Cyclic breast pain is associated with hormonal fluctuations of the menstrual cycle, usually presenting in the week prior to the onset of menses. It is frequency both site and most severe in upper outer quadrant of the breast. Cyclical breast pain can also be associated with pharmacologic hormonal agent (e.g.,
oral contraceptive pills).
Noncyclical breast pain, the pain does not follow the usual menstrual pattern, maybe constant or intermittent, and is more likely to be one site and variable in its location in the breast. It is more likely to be related to the breast or chest wall. Possible cause from large pendulous breast, high fat diet, smoking, and caffeine intake have been associated with breast pain,
hormone replacement therapy, breast cysts, distention of subareolar duct in the breast due to inflammation unrelated to infection caused by penetration of the duct wall by lipid material, mastitis or
breast abscess (red, warm, tender, swollen),
inflammatory breast cancer (pain, firm, tender, enlarge breast) and others.

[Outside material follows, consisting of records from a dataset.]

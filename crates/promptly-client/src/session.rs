//! Authentication session lifecycle
//!
//! The session starts out `loading`, validates a persisted token against
//! the `me` endpoint and settles in either `authenticated` or
//! `unauthenticated`. Every failure path converges on `unauthenticated`;
//! nothing in here returns an error for validation or logout.

use serde::Serialize;
use std::sync::Arc;
use tracing::{debug, info, warn};

use promptly_core::activity::{ActivityResult, ActivityUser};
use promptly_core::models::User;
use promptly_core::storage::TOKEN_KEY;
use promptly_core::{Observable, Subscription};

use crate::activity_tracker::ActivityTracker;
use crate::api::ApiClient;
use crate::Result;

/// Snapshot of the authentication state
#[derive(Debug, Clone, PartialEq, Eq, Serialize)]
pub struct AuthState {
    pub is_authenticated: bool,
    pub user: Option<User>,
    pub loading: bool,
}

/// Coarse view of [`AuthState`]
#[derive(Debug, Clone, Copy, PartialEq, Eq)]
pub enum SessionPhase {
    Loading,
    Authenticated,
    Unauthenticated,
}

impl AuthState {
    /// State on process start, before the stored token has been checked
    pub fn initial() -> Self {
        Self {
            is_authenticated: false,
            user: None,
            loading: true,
        }
    }

    pub fn signed_out() -> Self {
        Self {
            is_authenticated: false,
            user: None,
            loading: false,
        }
    }

    pub fn signed_in(user: User) -> Self {
        Self {
            is_authenticated: true,
            user: Some(user),
            loading: false,
        }
    }

    pub fn phase(&self) -> SessionPhase {
        if self.loading {
            SessionPhase::Loading
        } else if self.is_authenticated {
            SessionPhase::Authenticated
        } else {
            SessionPhase::Unauthenticated
        }
    }
}

impl Default for AuthState {
    fn default() -> Self {
        Self::initial()
    }
}

/// Owner of the authentication lifecycle
///
/// Shares its state with the [`ApiClient`] so that a 401 from any request
/// signs the session out.
pub struct SessionStore {
    api: Arc<ApiClient>,
    state: Observable<AuthState>,
    tracker: Option<Arc<ActivityTracker>>,
}

impl SessionStore {
    pub fn new(api: Arc<ApiClient>) -> Self {
        let state = api.auth_state();
        Self {
            api,
            state,
            tracker: None,
        }
    }

    /// Report logouts through `tracker`
    pub fn with_activity_tracker(mut self, tracker: Arc<ActivityTracker>) -> Self {
        self.tracker = Some(tracker);
        self
    }

    pub fn state(&self) -> AuthState {
        self.state.get()
    }

    pub fn subscribe(&self) -> Subscription<AuthState> {
        self.state.subscribe()
    }

    /// Current user, if authenticated
    pub fn user(&self) -> Option<User> {
        self.state.get().user
    }

    /// Resolve the startup state from the persisted token
    pub async fn init(&self) {
        if self.api.stored_token().is_some() {
            self.validate_token().await;
        } else {
            debug!("No stored token, starting unauthenticated");
            self.state.set(AuthState::signed_out());
        }
    }

    /// Check the stored token against the `me` endpoint
    pub async fn validate_token(&self) {
        let Some(token) = self.api.stored_token() else {
            self.logout().await;
            return;
        };

        self.state.update(|state| state.loading = true);

        match self.api.current_user(&token).await {
            Ok(user) => {
                info!(
                    user_id = %user.user_id,
                    database = %user.local_database_filename(),
                    "Token validated"
                );
                self.state.set(AuthState::signed_in(user));
            }
            Err(e) => {
                warn!("Token validation failed: {}", e);
                self.logout().await;
            }
        }
    }

    /// Send the user to the external login page
    pub fn login(&self) -> Result<()> {
        self.api.navigator().navigate(self.api.login_url())?;
        Ok(())
    }

    /// Persist a token obtained from the login flow
    pub fn store_token(&self, token: &str) -> Result<()> {
        self.api.storage().set(TOKEN_KEY, token.trim())?;
        Ok(())
    }

    /// Sign out locally, then tell the backend.
    ///
    /// Local state is cleared first and unconditionally; a failing backend
    /// call only changes the reported activity result.
    pub async fn logout(&self) {
        // Read before any await: a concurrent 401 may null the user out
        let user = self.state.get().user;

        if let Err(e) = self.api.storage().remove(TOKEN_KEY) {
            warn!("Failed to remove stored token: {}", e);
        }
        self.state.set(AuthState::signed_out());

        let result = match self.api.notify_logout().await {
            Ok(()) => {
                debug!("Backend logout acknowledged");
                ActivityResult::Success
            }
            Err(e) => {
                info!("Logout API call failed, but local logout successful: {}", e);
                ActivityResult::Failure
            }
        };

        if let (Some(tracker), Some(user)) = (&self.tracker, user) {
            tracker
                .track_logout(&ActivityUser::from(&user), result)
                .await;
        }
    }
}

Extramammary pain you may experience
referred pain from sources other than the breast. Because there are the nerves branches to the breast. It is can be from musculoskeletal sources such as the chest wall, spinal or paraspinal disorders, trauma, or scaring form biopsy. It may also be related to a medical problem such as biliary, pulmonary, esophageal, or
heart disease.
For most women who present with breast pain, a thorough history and physical examination must be performed, and clinical judgement must be used in deciding upon any diagnostic imaging studies. But if no abnormality on physical examination or imaging studies, the risk for breast cancer is low at approximately 0.5 per cent. Such patients can be treated supportively. If there is a positive finding on imaging studies require appropriate follow up (e.g., biopsy).
If your symptom persists you should go to see your doctor for further evaluation.
Hope I have answered your query. Let me know if I can assist you further.